"La Rivista di Engramma (open access)" ISSN 1826-901X

152 | gennaio 2018

9788894840308

Romeo e Giulietta d’après. Diario sull’osservare la danza, i corpi sfocati e il viaggio

A proposito di: Roberto Zappalà, Romeo e Giulietta 1.1 la sfocatura dei corpi

Stefano Tomassini

English abstract
Presentazione del libro con estratto dal testo

1 | Romeo e Giulietta d’aprés (2017).

Questo libro nasce come una vera e propria ricerca sul campo. Grazie alla possibilità di una residenza di studio presso Scenario Pubblico - Centro Nazionale di Produzione della Danza di Catania, tra luglio e agosto del 2016, l’autore ha potuto assistere al processo di ricostruzione di una coreografia di Roberto Zappalà, Romeo e Giulietta 1.1 la sfocatura dei corpi, dieci anni dopo il suo primo debutto.
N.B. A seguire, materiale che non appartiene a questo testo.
//! Up/down management of cluster resources.
//!
//! A [`Manager`] owns a [`CommandBuilder`] that knows how to create and
//! delete one resource. Once `up` has run, dropping the manager tears the
//! resource down unless `down` already ran or the manager was told to
//! [`persist`](Manager::persist).

use chartcheck_core::ShellCommand;
use chartcheck_core::shell::{run_command, run_command_blocking};
use tracing::{error, info};

use crate::error::K8sError;

#[derive(Debug, Copy, Clone, Eq, PartialEq)]
pub enum CommandToBuild {
    Up,
    Down,
}

pub trait CommandBuilder {
    fn build(&self, command_to_build: CommandToBuild) -> ShellCommand;

    /// Human readable resource name for logs.
    fn describe(&self) -> String;
}

/// Manages commands for bringing up and shutting down resources on the cluster.
#[derive(Debug)]
pub struct Manager<B>
where
    B: CommandBuilder,
{
    command_builder: B,
    needs_drop: bool,
}

impl<B> Manager<B>
where
    B: CommandBuilder,
{
    /// Create a new Manager.
    pub fn new(command_builder: B) -> Self {
        Self {
            command_builder,
            needs_drop: false,
        }
    }

    /// Bring up the resource.
    pub async fn up(&mut self) -> Result<(), K8sError> {
        self.needs_drop = true;
        self.exec(CommandToBuild::Up).await
    }

    /// Shut down the resource.
    pub async fn down(&mut self) -> Result<(), K8sError> {
        self.needs_drop = false;
        self.exec(CommandToBuild::Down).await
    }

    /// Shut down the resource, blocking execution.
    pub fn down_blocking(&mut self) -> Result<(), K8sError> {
        self.needs_drop = false;
        let command = self.command_builder.build(CommandToBuild::Down);
        run_command_blocking(&command)?;
        Ok(())
    }

    /// Leave the resource in place when the manager is dropped.
    pub fn persist(&mut self) {
        if self.needs_drop {
            info!(resource = %self.command_builder.describe(), "keeping resource after test");
        }
        self.needs_drop = false;
    }

    /// Whether dropping the manager would tear the resource down.
    pub fn needs_drop(&self) -> bool {
        self.needs_drop
    }

    pub fn builder(&self) -> &B {
        &self.command_builder
    }

    async fn exec(&self, command_to_build: CommandToBuild) -> Result<(), K8sError> {
        let command = self.command_builder.build(command_to_build);
        run_command(&command).await?;
        Ok(())
    }
}

impl<B> Drop for Manager<B>
where
    B: CommandBuilder,
{
    fn drop(&mut self) {
        if self.needs_drop {
            let resource = self.command_builder.describe();
            if let Err(e) = self.down_blocking() {
                error!(resource = %resource, error = %e, "teardown failed");
            }
        }
    }
}

#[cfg(all(test, unix))]
mod tests {
    use std::path::PathBuf;

    use super::*;

    /// Creates a marker file on up and removes it on down.
    struct MarkerBuilder {
        path: PathBuf,
    }

    impl CommandBuilder for MarkerBuilder {
        fn build(&self, command_to_build: CommandToBuild) -> ShellCommand {
            let verb = match command_to_build {
                CommandToBuild::Up => "touch",
                CommandToBuild::Down => "rm",
            };
            ShellCommand::new(verb).arg(self.path.to_string_lossy())
        }

        fn describe(&self) -> String {
            format!("marker {}", self.path.display())
        }
    }

    #[tokio::test]
    async fn up_then_down() {
        let dir = tempfile::tempdir().unwrap();
        let path = dir.path().join("up");
        let mut manager = Manager::new(MarkerBuilder { path: path.clone() });

        assert!(!manager.needs_drop());
        manager.up().await.unwrap();
        assert!(path.exists());
        assert!(manager.needs_drop());

        manager.down().await.unwrap();
        assert!(!path.exists());
        assert!(!manager.needs_drop());
    }

    #[tokio::test]
    async fn drop_tears_down() {
        let dir = tempfile::tempdir().unwrap();
        let path = dir.path().join("dropped");
        {
            let mut manager = Manager::new(MarkerBuilder { path: path.clone() });
            manager.up().await.unwrap();
            assert!(path.exists());
        }
        assert!(!path.exists());
    }

    #[tokio::test]
    async fn persist_skips_teardown() {
        let dir = tempfile::tempdir().unwrap();
        let path = dir.path().join("kept");
        {
            let mut manager = Manager::new(MarkerBuilder { path: path.clone() });
            manager.up().await.unwrap();
            manager.persist();
        }
        assert!(path.exists());
    }

    #[test]
    fn failed_teardown_in_drop_does_not_panic() {
        let dir = tempfile::tempdir().unwrap();
        let mut manager = Manager::new(MarkerBuilder {
            path: dir.path().join("never-created"),
        });
        // skip up, arm the drop path directly
        manager.needs_drop = true;
        drop(manager);
    }
}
Ma lo scorrere del tempo non è mai neutrale, e quel difficile passaggio ha richiesto uno spostamento non solo ai processi di creazione del coreografo e ai corpi dei nuovi interpreti, ma anche agli strumenti, allo sguardo, al pensiero, financo al senso della presenza stessa del testimone.

Il libro contiene un dvd con entrambe le versioni, alcune riflessioni preliminari sul mestiere dell’osservare la danza, il diario “di esplorazione” dei primi giorni di prove del riallestimento della coreografia, un denso close reading delle due versioni poste in parallelo (2006 e 2016), e un’analisi conclusiva sulla vitalità di questo titolo shakesperiano in àmbito coreografico, nonché sul merito di questa versione. Ma niente di tutto ciò è rimasto tale e quale nel lavoro testimoniale del tempo produttivo. Così, le riflessioni sulla pratica e la ricerca sul campo hanno assunto il tono della confessione, il diario si è scritto in molte forme, secondo i diversi progetti di scrittura, e il commento con l’analisi hanno di gran lunga mancato i limiti dell’episteme.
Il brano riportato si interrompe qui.